> **Supplied records**:
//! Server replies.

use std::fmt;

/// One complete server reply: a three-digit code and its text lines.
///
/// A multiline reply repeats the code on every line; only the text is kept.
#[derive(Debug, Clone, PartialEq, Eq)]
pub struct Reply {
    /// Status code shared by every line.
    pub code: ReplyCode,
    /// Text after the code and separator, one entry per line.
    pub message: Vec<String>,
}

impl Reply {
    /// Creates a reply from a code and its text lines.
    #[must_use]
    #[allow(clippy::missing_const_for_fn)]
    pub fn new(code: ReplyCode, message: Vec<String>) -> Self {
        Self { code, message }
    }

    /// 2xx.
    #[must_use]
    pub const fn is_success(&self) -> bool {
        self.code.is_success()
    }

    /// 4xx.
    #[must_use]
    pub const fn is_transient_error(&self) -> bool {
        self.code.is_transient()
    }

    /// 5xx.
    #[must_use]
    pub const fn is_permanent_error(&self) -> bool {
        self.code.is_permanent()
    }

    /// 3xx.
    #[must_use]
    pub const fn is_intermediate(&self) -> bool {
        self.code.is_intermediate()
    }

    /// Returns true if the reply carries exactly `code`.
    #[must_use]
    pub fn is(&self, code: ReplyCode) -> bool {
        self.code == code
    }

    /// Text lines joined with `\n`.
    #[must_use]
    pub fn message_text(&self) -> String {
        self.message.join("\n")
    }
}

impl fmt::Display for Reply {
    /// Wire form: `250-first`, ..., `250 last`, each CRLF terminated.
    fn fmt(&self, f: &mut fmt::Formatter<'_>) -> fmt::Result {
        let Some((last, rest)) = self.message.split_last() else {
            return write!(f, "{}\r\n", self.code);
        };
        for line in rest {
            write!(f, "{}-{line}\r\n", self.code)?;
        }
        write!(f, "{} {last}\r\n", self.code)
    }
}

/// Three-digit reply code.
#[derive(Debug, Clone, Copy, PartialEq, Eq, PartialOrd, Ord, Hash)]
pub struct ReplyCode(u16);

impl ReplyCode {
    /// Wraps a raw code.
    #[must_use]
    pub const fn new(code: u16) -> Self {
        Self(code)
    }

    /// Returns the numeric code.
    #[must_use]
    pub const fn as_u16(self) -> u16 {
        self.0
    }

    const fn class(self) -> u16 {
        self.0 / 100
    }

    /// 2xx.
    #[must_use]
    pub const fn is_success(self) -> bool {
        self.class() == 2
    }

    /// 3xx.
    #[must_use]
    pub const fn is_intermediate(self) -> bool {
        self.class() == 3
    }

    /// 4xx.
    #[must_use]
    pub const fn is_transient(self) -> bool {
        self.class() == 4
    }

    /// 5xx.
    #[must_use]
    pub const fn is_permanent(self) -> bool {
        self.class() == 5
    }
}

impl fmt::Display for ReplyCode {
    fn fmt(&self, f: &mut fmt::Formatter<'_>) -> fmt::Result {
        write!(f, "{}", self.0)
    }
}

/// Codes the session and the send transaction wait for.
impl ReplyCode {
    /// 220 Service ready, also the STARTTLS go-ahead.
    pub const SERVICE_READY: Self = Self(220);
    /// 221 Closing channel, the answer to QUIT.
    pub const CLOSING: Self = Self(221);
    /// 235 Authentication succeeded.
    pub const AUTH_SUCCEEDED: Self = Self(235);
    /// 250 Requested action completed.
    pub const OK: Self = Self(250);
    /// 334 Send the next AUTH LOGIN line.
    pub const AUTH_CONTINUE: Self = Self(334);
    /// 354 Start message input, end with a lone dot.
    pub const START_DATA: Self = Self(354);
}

> **What to work on**:
Only lines that include "write" are counted here. Give their number for the records above and add nothing.

> **Solution to this problem**:
4